Read through the entries below and return each line with the word "NormalizedEvent".

- **MATERIAL SHOWN**:
BEGIN
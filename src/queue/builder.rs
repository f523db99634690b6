//! Weighted round-robin without replacement.
//!
//! Each build keeps a read cursor per event type. On every step the
//! builder draws one type from those with unread candidates, with
//! probability proportional to its weight, and takes that type's next
//! (most recent unread) candidate. The build stops at the target size or
//! when every type is exhausted.

use std::collections::BTreeMap;

use rand::Rng;

use crate::domain::{EventType, NormalizedEvent, NotificationWeight};

/// Per-build cursor state. Owned by a single build, never shared.
#[derive(Debug)]
struct Cursors<'a> {
    lanes: Vec<Lane<'a>>,
}

#[derive(Debug)]
struct Lane<'a> {
    weight: u32,
    candidates: &'a [NormalizedEvent],
    cursor: usize,
}

impl Lane<'_> {
    fn has_remaining(&self) -> bool {
        self.cursor < self.candidates.len()
    }
}

impl<'a> Cursors<'a> {
    fn new(
        grouped: &'a BTreeMap<EventType, Vec<NormalizedEvent>>,
        weights: &BTreeMap<EventType, u32>,
    ) -> Self {
        let lanes = grouped
            .iter()
            .map(|(event_type, candidates)| Lane {
                weight: weights
                    .get(event_type)
                    .copied()
                    .unwrap_or(NotificationWeight::FALLBACK.weight),
                candidates: candidates.as_slice(),
                cursor: 0,
            })
            .filter(|lane| lane.weight > 0)
            .collect();
        Self { lanes }
    }

    fn total_available_weight(&self) -> u64 {
        self.lanes
            .iter()
            .filter(|lane| lane.has_remaining())
            .map(|lane| u64::from(lane.weight))
            .sum()
    }

    /// Index of the lane whose weight interval contains `ticket`.
    fn pick(&self, mut ticket: u64) -> Option<usize> {
        for (idx, lane) in self.lanes.iter().enumerate() {
            if !lane.has_remaining() {
                continue;
            }
            let weight = u64::from(lane.weight);
            if ticket < weight {
                return Some(idx);
            }
            ticket -= weight;
        }
        None
    }

    fn take(&mut self, idx: usize) -> Option<&'a NormalizedEvent> {
        let lane = self.lanes.get_mut(idx)?;
        let candidates: &'a [NormalizedEvent] = lane.candidates;
        let event = candidates.get(lane.cursor)?;
        lane.cursor += 1;
        Some(event)
    }
}

/// Builds an ordered queue from per-type candidate lists.
///
/// `grouped` lists must already be ordered most-recent-first and capped.
/// Types missing from `weights` use weight 5; a weight of 0 excludes the
/// type. The result never exceeds `target_size` or the total number of
/// candidates, and an empty input yields an empty queue.
pub fn build<R: Rng + ?Sized>(
    grouped: &BTreeMap<EventType, Vec<NormalizedEvent>>,
    weights: &BTreeMap<EventType, u32>,
    target_size: usize,
    rng: &mut R,
) -> Vec<NormalizedEvent> {
    let mut cursors = Cursors::new(grouped, weights);
    let mut queue = Vec::with_capacity(target_size.min(64));

    while queue.len() < target_size {
        let total = cursors.total_available_weight();
        if total == 0 {
            break;
        }
        let ticket = rng.gen_range(0..total);
        let Some(event) = cursors.pick(ticket).and_then(|idx| cursors.take(idx)) else {
            break;
        };
        queue.push(event.clone());
    }

    queue
}

/// Count of events per type in a built queue.
#[must_use]
pub fn distribution(queue: &[NormalizedEvent]) -> BTreeMap<EventType, usize> {
    let mut counts = BTreeMap::new();
    for event in queue {
        *counts.entry(event.event_type).or_insert(0) += 1;
    }
    counts
}

#[cfg(test)]
mod tests {
    use super::*;
    use crate::domain::{
        EventId, EventSource, IntegrationType, ModerationStatus, Payload, WidgetId,
    };
    use chrono::Utc;
    use rand::SeedableRng;
    use rand::rngs::StdRng;

    fn events(event_type: EventType, n: usize) -> Vec<NormalizedEvent> {
        (0..n)
            .map(|_| NormalizedEvent {
                id: EventId::new(),
                widget_id: WidgetId::new(),
                event_type,
                event_data: Payload::new(),
                user_name: None,
                user_email: None,
                user_location: None,
                message_template: String::new(),
                integration_type: IntegrationType::Api,
                moderation_status: ModerationStatus::Approved,
                quality_score: 40,
                source: EventSource::Natural,
                created_at: Utc::now(),
                expires_at: None,
            })
            .collect()
    }

    fn weights(pairs: &[(EventType, u32)]) -> BTreeMap<EventType, u32> {
        pairs.iter().copied().collect()
    }

    #[test]
    fn empty_pools_yield_empty_queue() {
        let mut rng = StdRng::seed_from_u64(1);
        let queue = build(&BTreeMap::new(), &BTreeMap::new(), 15, &mut rng);
        assert!(queue.is_empty());

        let mut grouped = BTreeMap::new();
        grouped.insert(EventType::Purchase, Vec::new());
        assert!(build(&grouped, &BTreeMap::new(), 15, &mut rng).is_empty());
    }

    #[test]
    fn single_type_is_not_padded() {
        let mut grouped = BTreeMap::new();
        grouped.insert(EventType::Purchase, events(EventType::Purchase, 3));
        let mut rng = StdRng::seed_from_u64(7);
        let queue = build(&grouped, &weights(&[(EventType::Purchase, 10)]), 15, &mut rng);
        assert_eq!(queue.len(), 3);
    }

    #[test]
    fn size_is_bounded_by_target_and_supply() {
        let mut rng = StdRng::seed_from_u64(42);
        for (a, b, target) in [(0, 0, 5), (2, 1, 5), (10, 10, 5), (4, 0, 4), (30, 30, 15)] {
            let mut grouped = BTreeMap::new();
            grouped.insert(EventType::Purchase, events(EventType::Purchase, a));
            grouped.insert(EventType::Signup, events(EventType::Signup, b));
            let queue = build(&grouped, &BTreeMap::new(), target, &mut rng);
            assert!(queue.len() <= target);
            assert_eq!(queue.len(), target.min(a + b));
        }
    }

    #[test]
    fn per_type_order_follows_cursor() {
        let purchases = events(EventType::Purchase, 4);
        let mut grouped = BTreeMap::new();
        grouped.insert(EventType::Purchase, purchases.clone());
        grouped.insert(EventType::Signup, events(EventType::Signup, 4));
        let mut rng = StdRng::seed_from_u64(3);
        let queue = build(&grouped, &BTreeMap::new(), 8, &mut rng);
        let picked: Vec<_> = queue
            .iter()
            .filter(|e| e.event_type == EventType::Purchase)
            .map(|e| e.id)
            .collect();
        let expected: Vec<_> = purchases.iter().map(|e| e.id).collect();
        assert_eq!(picked, expected);
    }

    #[test]
    fn zero_weight_types_are_never_drawn() {
        let mut grouped = BTreeMap::new();
        grouped.insert(EventType::Purchase, events(EventType::Purchase, 5));
        grouped.insert(EventType::Announcement, events(EventType::Announcement, 5));
        let w = weights(&[(EventType::Purchase, 3), (EventType::Announcement, 0)]);
        let mut rng = StdRng::seed_from_u64(9);
        let queue = build(&grouped, &w, 10, &mut rng);
        assert_eq!(queue.len(), 5);
        assert!(queue.iter().all(|e| e.event_type == EventType::Purchase));
    }

    #[test]
    fn same_seed_same_queue() {
        let mut grouped = BTreeMap::new();
        grouped.insert(EventType::Purchase, events(EventType::Purchase, 10));
        grouped.insert(EventType::Review, events(EventType::Review, 10));
        grouped.insert(EventType::Signup, events(EventType::Signup, 10));
        let w = weights(&[(EventType::Purchase, 10), (EventType::Review, 7)]);
        let a = build(&grouped, &w, 15, &mut StdRng::seed_from_u64(11));
        let b = build(&grouped, &w, 15, &mut StdRng::seed_from_u64(11));
        let ids = |q: &[NormalizedEvent]| q.iter().map(|e| e.id).collect::<Vec<_>>();
        assert_eq!(ids(&a), ids(&b));
    }

    #[test]
    fn selection_ratio_tracks_weights() {
        let mut grouped = BTreeMap::new();
        grouped.insert(EventType::Purchase, events(EventType::Purchase, 2));
        grouped.insert(EventType::Signup, events(EventType::Signup, 2));
        let w = weights(&[(EventType::Purchase, 10), (EventType::Signup, 1)]);
        let mut rng = StdRng::seed_from_u64(2024);

        let mut purchases = 0u32;
        let mut signups = 0u32;
        for _ in 0..10_000 {
            let queue = build(&grouped, &w, 1, &mut rng);
            match queue.first().map(|e| e.event_type) {
                Some(EventType::Purchase) => purchases += 1,
                Some(EventType::Signup) => signups += 1,
                _ => {}
            }
        }
        assert_eq!(purchases + signups, 10_000);
        let ratio = f64::from(purchases) / f64::from(signups.max(1));
        assert!((8.0..=12.0).contains(&ratio), "ratio {ratio}");
    }

    #[test]
    fn distribution_counts_types() {
        let mut queue = events(EventType::Purchase, 2);
        queue.extend(events(EventType::Review, 1));
        let counts = distribution(&queue);
        assert_eq!(counts.get(&EventType::Purchase), Some(&2));
        assert_eq!(counts.get(&EventType::Review), Some(&1));
    }
}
END
- **EXPECTED ANSWER**:
use crate::domain::{EventType, NormalizedEvent, NotificationWeight};
    candidates: &'a [NormalizedEvent],
        grouped: &'a BTreeMap<EventType, Vec<NormalizedEvent>>,
    fn take(&mut self, idx: usize) -> Option<&'a NormalizedEvent> {
        let candidates: &'a [NormalizedEvent] = lane.candidates;
    grouped: &BTreeMap<EventType, Vec<NormalizedEvent>>,
) -> Vec<NormalizedEvent> {
pub fn distribution(queue: &[NormalizedEvent]) -> BTreeMap<EventType, usize> {
    fn events(event_type: EventType, n: usize) -> Vec<NormalizedEvent> {
            .map(|_| NormalizedEvent {
        let ids = |q: &[NormalizedEvent]| q.iter().map(|e| e.id).collect::<Vec<_>>();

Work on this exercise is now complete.